Knowledge management is the process of capturing value, knowledge and understanding of corporate information, using IT systems, in order to maintain, re-use and re-deploy that knowledge. Capturing, organizing, and storing knowledge and experiences of individual workers and groups within an organization and making it available to others in the organization. The information is stored in a special database called a knowledge base and is used to enhance organizational performance.

Two of the most common ways are:

  • Documenting individual's knowledge and disseminating through manuals or a database
  • Using such tools as groupware, email, and the internet that facilitates communication.

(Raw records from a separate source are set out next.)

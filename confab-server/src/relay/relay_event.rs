use confab_core::{ClientSignal, ConnectionId};

/// Events feeding the relay loop from the per-connection channel handlers.
#[derive(Debug)]
pub enum RelayEvent {
    /// A decoded signal from a connected client.
    Inbound(ConnectionId, ClientSignal),

    /// The channel closed underneath the client. Transport-level, never
    /// client-sent.
    Disconnected(ConnectionId),
}
use confab_core::{ConnectionId, ServerSignal};

use crate::utils::{SIGNAL_TIMEOUT_MS, join};
use crate::{init_tracing, spawn_test_relay};

#[tokio::test]
async fn test_each_joiner_sees_prior_members_in_join_order() {
    init_tracing();

    let (relay_tx, output) = spawn_test_relay();

    let a = ConnectionId::new();
    let b = ConnectionId::new();
    let c = ConnectionId::new();

    join(&relay_tx, &a, "r1", "ana").await;
    assert!(output.wait_for_count(&a, 1, SIGNAL_TIMEOUT_MS).await);
    let to_a = output.sent_to(&a).await;
    let ServerSignal::ExistingUsers(existing) = &to_a[0] else {
        panic!("first signal to a joiner must be existing-users");
    };
    assert!(existing.is_empty(), "first joiner sees an empty room");

    join(&relay_tx, &b, "r1", "bo").await;
    assert!(output.wait_for_count(&b, 1, SIGNAL_TIMEOUT_MS).await);
    let to_b = output.sent_to(&b).await;
    let ServerSignal::ExistingUsers(existing) = &to_b[0] else {
        panic!("first signal to a joiner must be existing-users");
    };
    assert_eq!(existing.len(), 1);
    assert_eq!(existing[0].id, a);
    assert_eq!(existing[0].username, "ana");

    join(&relay_tx, &c, "r1", "cy").await;
    assert!(output.wait_for_count(&c, 1, SIGNAL_TIMEOUT_MS).await);
    let to_c = output.sent_to(&c).await;
    let ServerSignal::ExistingUsers(existing) = &to_c[0] else {
        panic!("first signal to a joiner must be existing-users");
    };
    assert_eq!(
        existing.iter().map(|p| p.id.clone()).collect::<Vec<_>>(),
        vec![a.clone(), b.clone()],
        "existing users arrive in join order, without the joiner",
    );

    // The members that were already present heard about each newcomer.
    assert!(output.wait_for_count(&a, 3, SIGNAL_TIMEOUT_MS).await);
    let to_a = output.sent_to(&a).await;
    assert!(matches!(&to_a[1], ServerSignal::UserJoined(p) if p.id == b));
    assert!(matches!(&to_a[2], ServerSignal::UserJoined(p) if p.id == c));

    // The joiner itself never receives its own user-joined.
    let to_c = output.sent_to(&c).await;
    assert!(
        !to_c
            .iter()
            .any(|s| matches!(s, ServerSignal::UserJoined(p) if p.id == c))
    );
}

#[tokio::test]
async fn test_rooms_are_isolated() {
    init_tracing();

    let (relay_tx, output) = spawn_test_relay();

    let a = ConnectionId::new();
    let d = ConnectionId::new();

    join(&relay_tx, &a, "r1", "ana").await;
    join(&relay_tx, &d, "r2", "dee").await;

    assert!(output.wait_for_count(&d, 1, SIGNAL_TIMEOUT_MS).await);
    let to_d = output.sent_to(&d).await;
    let ServerSignal::ExistingUsers(existing) = &to_d[0] else {
        panic!("first signal to a joiner must be existing-users");
    };
    assert!(existing.is_empty(), "a different room starts empty");

    // No cross-room join announcement.
    let to_a = output.sent_to(&a).await;
    assert_eq!(to_a.len(), 1, "a only has its own existing-users");
}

Knowledge management leverages all the key resources that a company has in place and that can be put to use in a more effective way.The value of Knowledge Management relates directly to the effectiveness with which the managed knowledge enables the members of the organization to deal with today's situations and effectively envision and create their future. Without on-demand access to managed knowledge, every situation is addressed based on what the individual or group brings to the situation with them. With on-demand access to managed knowledge, every situation is addressed with the sum total of everything anyone in the organization has ever learned about a situation of a similar nature.

or use this for the definition

What is knowledge management?

Many of us simply do not think in terms of managing knowledge. But we all do it. Each of us is a store of knowledge with training, experiences and informal networks of friends and colleagues whom we seek out when we want to solve a problem or explore an opportunity. Essentially, we get things done and succeed by knowing an answer or knowing someone who does.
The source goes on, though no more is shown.